Das Sova-Zentrum für Information und Analyse, Russlands führende Menschenrechtsorganisation zur Überwachung der Religions- und Glaubensfreiheit sowie von Nationalismus und Xenophobie, ist liquidiert worden. Ein Moskauer Appellationsgericht hat am 17. August die Berufung des Sova-Zentrums gegen das Urteil zu seiner Liquidierung durch eine Vorinstanz abgelehnt. Der Entscheid des Appellationsgerichts trat sofort in Kraft, demnach existiert das Zentrum als juristische Person nicht mehr.

Das Urteil zur Liquidierung hatte am 27. April das Moskauer Stadtgericht gefällt. Die Klage ging von der Abteilung für NGOs im Justizdepartement der Stadt Moskau aus, die damit auf Beschwerden einer russischen Veteranenorganisation reagierte. Das Justizdepartement warf Sova „grobe und nicht behebbare Verletzungen“ gegen das Gesetz über öffentliche Vereinigungen vor.

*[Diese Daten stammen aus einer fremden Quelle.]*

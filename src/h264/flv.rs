//! FLV muxer (spec §4.10): 13-byte header, `onMetaData` script tag,
//! AVCDecoderConfigurationRecord tag, and per-frame video tags. SPS/PPS NALs
//! are filtered out of per-frame video tags -- they live only in the config
//! tag, per spec and per testable property 4 (round trip).
//!
//! Grounded structurally on SentryShot's GOP/segment muxer
//! (`other_examples/.../sentryshot__src-streamer-muxer.rs`): a thin
//! container writer fed a steady stream of already-decoded AVCC packets,
//! tracking its own running timestamp rather than trusting wall-clock time.

use crate::frame::{H264Packet, ParameterSets};

const FLV_HEADER: [u8; 9] = *b"FLV\x01\x01\x00\x00\x00\x09";
const TAG_TYPE_SCRIPT: u8 = 0x12;
const TAG_TYPE_VIDEO: u8 = 0x09;
const CODEC_ID_AVC: u8 = 7;
const AVC_PACKET_TYPE_SEQ_HEADER: u8 = 0;
const AVC_PACKET_TYPE_NALU: u8 = 1;
const NAL_TYPE_SPS: u8 = 7;
const NAL_TYPE_PPS: u8 = 8;

pub struct FlvMuxer {
    fps: u32,
    frame_index: u64,
}

impl FlvMuxer {
    pub fn new(fps: u32) -> Self {
        Self { fps: fps.max(1), frame_index: 0 }
    }

    /// The 9-byte FLV signature plus the mandatory leading PreviousTagSize0.
    pub fn file_header() -> Vec<u8> {
        let mut out = Vec::with_capacity(13);
        out.extend_from_slice(&FLV_HEADER);
        out.extend_from_slice(&0u32.to_be_bytes());
        out
    }

    /// `onMetaData` script tag carrying width/height/framerate/codecid.
    pub fn metadata_tag(&self, width: u32, height: u32) -> Vec<u8> {
        let mut payload = Vec::new();
        amf0_write_string(&mut payload, "onMetaData");
        amf0_write_ecma_array(
            &mut payload,
            &[
                ("width", width as f64),
                ("height", height as f64),
                ("framerate", self.fps as f64),
                ("videocodecid", CODEC_ID_AVC as f64),
            ],
        );
        write_tag(TAG_TYPE_SCRIPT, 0, &payload)
    }

    /// AVCDecoderConfigurationRecord tag (AVCPacketType = 0).
    pub fn config_tag(&self, params: &ParameterSets) -> Vec<u8> {
        let mut record = Vec::new();
        record.push(1); // configurationVersion
        record.push(params.sps.get(1).copied().unwrap_or(0)); // profile
        record.push(params.sps.get(2).copied().unwrap_or(0)); // compat
        record.push(params.sps.get(3).copied().unwrap_or(0)); // level
        record.push(0xFC | (params.nal_length_size.saturating_sub(1) & 0x03));
        record.push(0xE0 | 1); // numSPS = 1
        record.extend_from_slice(&(params.sps.len() as u16).to_be_bytes());
        record.extend_from_slice(&params.sps);
        record.push(1); // numPPS
        record.extend_from_slice(&(params.pps.len() as u16).to_be_bytes());
        record.extend_from_slice(&params.pps);

        let mut payload = Vec::with_capacity(5 + record.len());
        payload.push(0x17); // keyframe | AVC
        payload.push(AVC_PACKET_TYPE_SEQ_HEADER);
        payload.extend_from_slice(&[0, 0, 0]); // composition time
        payload.extend_from_slice(&record);

        write_tag(TAG_TYPE_VIDEO, 0, &payload)
    }

    /// One per-frame video tag. `packet.data` is expected to already be a
    /// single AVCC-framed NAL (4-byte length prefix); SPS/PPS NALs are
    /// stripped if present, since those belong only in the config tag.
    pub fn video_tag(&mut self, packet: &H264Packet, nal_length_size: u8) -> Vec<u8> {
        let timestamp = self.frame_index * 1000 / self.fps as u64;
        self.frame_index += 1;

        let stripped = strip_parameter_set_nals(&packet.data, nal_length_size);

        let mut payload = Vec::with_capacity(5 + stripped.len());
        payload.push(if packet.is_keyframe { 0x17 } else { 0x27 });
        payload.push(AVC_PACKET_TYPE_NALU);
        payload.extend_from_slice(&[0, 0, 0]);
        payload.extend_from_slice(&stripped);

        write_tag(TAG_TYPE_VIDEO, timestamp as u32, &payload)
    }

    /// Extracts the video-frame NAL units from a muxed buffer containing one
    /// or more tags (used by the round-trip test, invariant 4). SPS/PPS are
    /// never present in per-frame tags, so none need filtering here; any
    /// slipping in would indicate a muxer bug.
    pub fn demux_video_nals(data: &[u8]) -> Vec<Vec<u8>> {
        let mut offset = if data.starts_with(&FLV_HEADER) { FLV_HEADER.len() + 4 } else { 0 };
        let mut nals = Vec::new();

        while offset + 11 <= data.len() {
            let tag_type = data[offset];
            let data_size = u32::from_be_bytes([0, data[offset + 1], data[offset + 2], data[offset + 3]]) as usize;
            let tag_start = offset + 11;
            let tag_end = tag_start + data_size;
            if tag_end > data.len() {
                break;
            }

            if tag_type == TAG_TYPE_VIDEO {
                let body = &data[tag_start..tag_end];
                if body.len() > 5 && body[1] == AVC_PACKET_TYPE_NALU {
                    for nal in crate::h264::nal::split_avcc(&body[5..], 4) {
                        nals.push(nal.to_vec());
                    }
                }
            }

            offset = tag_end + 4; // skip PreviousTagSize
        }
        nals
    }
}

fn strip_parameter_set_nals(avcc_data: &[u8], length_size: u8) -> Vec<u8> {
    let length_size = length_size.clamp(1, 4);
    let nals = crate::h264::nal::split_avcc(avcc_data, length_size);
    let mut out = Vec::with_capacity(avcc_data.len());
    for nal in nals {
        if nal.is_empty() {
            continue;
        }
        let nal_type = nal[0] & 0x1F;
        if nal_type == NAL_TYPE_SPS || nal_type == NAL_TYPE_PPS {
            continue;
        }
        out.extend_from_slice(&(nal.len() as u32).to_be_bytes());
        out.extend_from_slice(nal);
    }
    out
}

fn write_tag(tag_type: u8, timestamp: u32, payload: &[u8]) -> Vec<u8> {
    let mut tag = Vec::with_capacity(11 + payload.len() + 4);
    tag.push(tag_type);
    let data_size = (payload.len() as u32).to_be_bytes();
    tag.extend_from_slice(&data_size[1..]); // 3-byte DataSize
    let ts_bytes = timestamp.to_be_bytes();
    tag.extend_from_slice(&ts_bytes[1..]); // 3-byte timestamp
    tag.push(ts_bytes[0]); // TimestampExtended
    tag.extend_from_slice(&[0, 0, 0]); // StreamID
    tag.extend_from_slice(payload);
    let tag_size = (11 + payload.len()) as u32;
    tag.extend_from_slice(&tag_size.to_be_bytes());
    tag
}

fn amf0_write_string(out: &mut Vec<u8>, s: &str) {
    out.push(0x02);
    out.extend_from_slice(&(s.len() as u16).to_be_bytes());
    out.extend_from_slice(s.as_bytes());
}

fn amf0_write_ecma_array(out: &mut Vec<u8>, entries: &[(&str, f64)]) {
    out.push(0x08);
    out.extend_from_slice(&(entries.len() as u32).to_be_bytes());
    for (key, value) in entries {
        out.extend_from_slice(&(key.len() as u16).to_be_bytes());
        out.extend_from_slice(key.as_bytes());
        out.push(0x00); // AMF0 number type
        out.extend_from_slice(&value.to_be_bytes());
    }
    out.extend_from_slice(&[0, 0, 0x09]); // empty key + object-end marker
}

#[cfg(test)]
mod tests {
    use super::*;

    fn packet(nals: &[&[u8]], keyframe: bool, seq: u64) -> H264Packet {
        let mut data = Vec::new();
        for nal in nals {
            data.extend_from_slice(&(nal.len() as u32).to_be_bytes());
            data.extend_from_slice(nal);
        }
        H264Packet::new(data, keyframe, seq * 3000, seq)
    }

    #[test]
    fn round_trip_strips_sps_pps_and_preserves_frame_nals() {
        let mut muxer = FlvMuxer::new(15);
        let sps: &[u8] = &[0x67, 0xAA];
        let pps: &[u8] = &[0x68, 0xBB];
        let slice1: &[u8] = &[0x65, 0x01, 0x02];
        let slice2: &[u8] = &[0x41, 0x03];

        let mut muxed = FlvMuxer::file_header();
        muxed.extend(muxer.metadata_tag(1920, 1080));
        muxed.extend(muxer.config_tag(&ParameterSets::new(sps.to_vec(), pps.to_vec(), 4)));
        muxed.extend(muxer.video_tag(&packet(&[sps, pps, slice1], true, 0), 4));
        muxed.extend(muxer.video_tag(&packet(&[slice2], false, 1), 4));

        let nals = FlvMuxer::demux_video_nals(&muxed);
        assert_eq!(nals, vec![slice1.to_vec(), slice2.to_vec()]);
    }

    #[test]
    fn video_tag_timestamps_advance_at_1000_over_fps() {
        let mut muxer = FlvMuxer::new(10);
        let p = packet(&[&[0x65, 0x01]], true, 0);
        let tag0 = muxer.video_tag(&p, 4);
        let tag1 = muxer.video_tag(&p, 4);

        let ts0 = u32::from_be_bytes([tag0[7], tag0[4], tag0[5], tag0[6]]);
        let ts1 = u32::from_be_bytes([tag1[7], tag1[4], tag1[5], tag1[6]]);
        assert_eq!(ts0, 0);
        assert_eq!(ts1, 100);
    }

    #[test]
    fn keyframe_and_interframe_flags() {
        let mut muxer = FlvMuxer::new(15);
        let key_tag = muxer.video_tag(&packet(&[&[0x65]], true, 0), 4);
        let inter_tag = muxer.video_tag(&packet(&[&[0x41]], false, 1), 4);
        assert_eq!(key_tag[11], 0x17);
        assert_eq!(inter_tag[11], 0x27);
    }
}
use doorcam::{
    MotionAnalyzer, MotionAnalyzerIntegration, MotionAnalyzerIntegrationBuilder,
    EventBus, RingBufferBuilder, FrameData, FrameFormat,
    config::AnalyzerConfig,
};
use std::sync::Arc;
use std::time::{Duration, SystemTime};
use tokio::time::sleep;
use tracing::{info, Level};

#[tokio::main]
async fn main() -> Result<(), Box<dyn std::error::Error>> {
    // Initialize logging
    tracing_subscriber::fmt()
        .with_max_level(Level::INFO)
        .init();

    info!("Starting motion analyzer demo");

    // Create configuration
    let config = AnalyzerConfig {
        max_fps: 5,
        delta_threshold: 25,
        contour_minimum_area: 1000.0,
    };

    // Create ring buffer
    let ring_buffer = Arc::new(
        RingBufferBuilder::new()
            .capacity(30)
            .preroll_duration(Duration::from_secs(5))
            .build()?
    );

    // Create event bus
    let event_bus = Arc::new(EventBus::new(100));

    // Create motion analyzer integration
    let mut integration = MotionAnalyzerIntegrationBuilder::new()
        .with_config(config)
        .with_ring_buffer(Arc::clone(&ring_buffer))
        .with_event_bus(Arc::clone(&event_bus))
        .build()
        .await?;

    // Subscribe to events to see motion detection
    let mut event_receiver = event_bus.subscribe();
    tokio::spawn(async move {
        while let Ok(event) = event_receiver.recv().await {
            match event {
                doorcam::DoorcamEvent::MotionDetected { contour_area, timestamp } => {
                    info!("🎯 Motion detected! Area: {:.2}, Time: {:?}", contour_area, timestamp);
                }
                doorcam::DoorcamEvent::SystemError { component, error } => {
                    info!("❌ System error in {}: {}", component, error);
                }
                _ => {
                    // Ignore other events for this demo
                }
            }
        }
    });

    // Start the motion analyzer
    info!("Starting motion analyzer integration...");
    integration.start().await?;

    // Simulate adding frames to the ring buffer
    info!("Simulating camera frames...");
    for i in 0..20 {
        // Create a synthetic frame (in a real application, this would come from the camera)
        let frame_data = vec![0u8; 640 * 480 * 3]; // RGB24 frame
        let frame = FrameData::new(
            i,
            SystemTime::now(),
            frame_data,
            640,
            480,
            FrameFormat::Rgb24,
        );

        // Add frame to ring buffer
        ring_buffer.push_frame(frame).await;
        
        info!("Added frame {} to ring buffer", i);
        
        // Wait a bit between frames
        sleep(Duration::from_millis(200)).await;
    }

    // Let the analyzer run for a bit
    info!("Letting analyzer run for 2 seconds...");
    sleep(Duration::from_secs(2)).await;

    // Stop the integration
    info!("Stopping motion analyzer integration...");
    integration.stop().await?;

    info!("Motion analyzer demo completed!");
    Ok(())
}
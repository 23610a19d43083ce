//! SSH management channel: credential bootstrap and LAN-mode tunneling
//! (spec §4.4, component C4).

mod credential_service;
mod lan_mode;
mod session;

pub use credential_service::{RetrievedCredentials, RetrievedPrinterInfo, SshCredentialService};
pub use lan_mode::{LanModeResult, LanModeService};
pub use session::SshSession;
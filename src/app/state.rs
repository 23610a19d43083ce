use super::types::ComponentState;
use super::Daemon;
use tracing::debug;

impl Daemon {
    pub async fn set_component_state(&self, component: &str, state: ComponentState) {
        let mut states = self.component_states.lock().await;
        states.insert(component.to_string(), state.clone());
        debug!(component, ?state, "component state changed");
    }

    pub async fn get_component_state(&self, component: &str) -> Option<ComponentState> {
        self.component_states.lock().await.get(component).cloned()
    }
}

So habe das Zentrum, das in Moskau als regionale Organisation registriert war, an Veranstaltungen außerhalb Moskaus teilgenommen. Insgesamt geht es um 24 Veranstaltung in drei Jahren, darunter die virtuelle Teilnahme einer Sova-Mitarbeiterin an einer Menschenrechtskonferenz der OSZE und der persönlichen Anwesenheit von Sova-Mitarbeitenden an anderen OSZE-Veranstaltungen sowie an Veranstaltungen in Rjazan, Nizhnij Novgorod, Krasnojarsk, anderen russischen Städten und in Kasachstan und Kirgistan.

Das Sova-Zentrum erklärte, dass der Großteil seiner Arbeit in Moskau stattfindet und ein Verbot von Aktivitäten und Auftritten außerhalb der Registrierungsregion wie ein „absurd wörtliches Verständnis“ des entsprechenden Gesetzesartikels erscheine. Zwar können sich Organisationen abhängig vom geografischen Kreis ihrer Arbeit auf regionaler, überregionaler oder nationaler Ebene registrieren lassen. Während der letzten 25 Jahre sei das aber nie so wörtlich verstanden worden, bemerkte Alexander Verchovskij, Direktor des Sova-Zentrums. Die Regelung habe bis anhin die systematische Aktivität betroffen, nicht individuelle Reisen. So habe Sova auch vor Gericht argumentiert, allerdings vergeblich. Das Appellationsgericht begründete seinen Entscheid nicht.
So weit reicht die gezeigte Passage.